Der Mitgliederstand blieb stabil bei 119 Erwachsenen und 11 Jugendlichen. Kassier Thomas Schwind war mit der Kassenlage zufrieden, auch wenn 2022 die Ausgaben über 2.000 € höher als die Einnahmen waren. Die Hauptausgabe für die neue Küche ist eine Investition für die Geselligkeit, die für viele Mitglieder mindestens genauso wichtig wie Angeln selbst ist. Der reaktivierte Stammtisch jeden Sonntag ab 10 Uhr trägt auch seinen Teil dazu bei.
Erwin Glawion sprach nach der Wahl die großen Herausforderungen für den Verein an. Den immer noch stark fallenden Grundwasserspiegel und die Situation der Niederschläge erläuterte er anhand eines Diagramms. Darauf war ersichtlich, dass allein seit 2010 der Wasserspiegel um 2.200 mm gesunken ist, obwohl das Regendefizit seitdem nur ungefähr 1.200 mm betrug.
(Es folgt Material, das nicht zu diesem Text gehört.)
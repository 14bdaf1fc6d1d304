//! Lossless whole-buffer codecs.
//!
//! This library provides implementations of:
//! - RLE (Run-Length Encoding) over `(count, value)` byte pairs
//! - Huffman coding with a self-describing on-disk container
//! - LZW dictionary coding with 16-bit codes
//!
//! Every codec is a small stateless value implementing [`Compressor`] and
//! [`Decompressor`]; calls on different buffers may run on any thread.
//!
//! # Example
//!
//! ```
//! use bytecodec::{Compressor, Decompressor, Huffman, Lzw, Rle};
//!
//! let data = b"aaabbbcccaaabbbccc";
//!
//! let rle = Rle::new();
//! let compressed = rle.compress(data).unwrap();
//! assert_eq!(rle.decompress(&compressed).unwrap(), data);
//!
//! let huffman = Huffman::new();
//! let compressed = huffman.compress(data).unwrap();
//! assert_eq!(huffman.decompress(&compressed).unwrap(), data);
//!
//! let lzw = Lzw::new();
//! let compressed = lzw.compress(data).unwrap();
//! assert_eq!(lzw.decompress(&compressed).unwrap(), data);
//! ```

mod algorithm;
pub mod bitio;
mod container;
mod error;
mod huffman;
pub mod lzw;
mod rle;
mod traits;
pub mod tree;

pub use algorithm::Algorithm;
pub use container::{HEADER_LEN, HuffmanContainer};
pub use error::{CompressionError, Result};
pub use huffman::{Huffman, HuffmanEncoding};
pub use lzw::Lzw;
pub use rle::{Rle, TrailingByte};
pub use traits::{Codec, Compressor, Decompressor};
pub use tree::{CodeTable, FrequencyTable, HuffmanTree, Node};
Er kritisierte, dass das bereits hinzugezogene Wasserwirtschaftsamt nach einer Ortseinsicht im Januar 2022 immer noch keine Stellungnahme abgegeben hat. Der Verdacht liegt nahe, dass aus naheliegenden Brunnen z.B. zur Bewässerung des Golfplatzes deutlich mehr Wasser als erlaubt und auch nicht nachhaltig hochgepumpt wird. Auch schließt er einen Einfluss der ungefähr 3 km entfernten Großwallstädter Brunnen nicht aus, wo hauptsächlich für einen dort ansässigen Industriebetrieb die doppelte Wassermenge wie für ganz Großostheim mit 16.000 Einwohnern hochgepumpt wird. Geht dieser Trend, wie es anscheint, unverändert weiter, ist Angeln in 10 Jahren im Anglersee nicht mehr möglich
Durch die nur noch geringe Wassertiefe von 2.500 mm haben zudem Kormorane leichtes Spiel, Fische zwischen 10 und 40 cm zu fressen, was ihnen auch 2022 vortrefflich gelungen ist. Der Fischbesatz für fast 3.000 € hat wohl bestens geschmeckt. Selbst der seltene Eisvogel fand bei ins anscheinend keine Kleinfische mehr und blieb fern. Erstmals wurde deshalb ein schwimmendes Fischgehege für den Weißfischbesatz gekauft, was aber auch gewisse Nachteile hat. Außerdem wurde eine Vergrämung der Kormorane durch einen Jäger eingeleitet.
Fest eingeplant ist auch wieder das beliebte Fischessen am Karfreitag in der Athletenhalle. Weiterhin findet vom 18.-22. Mai wieder „Wein am See“ auf unserem Gelände statt.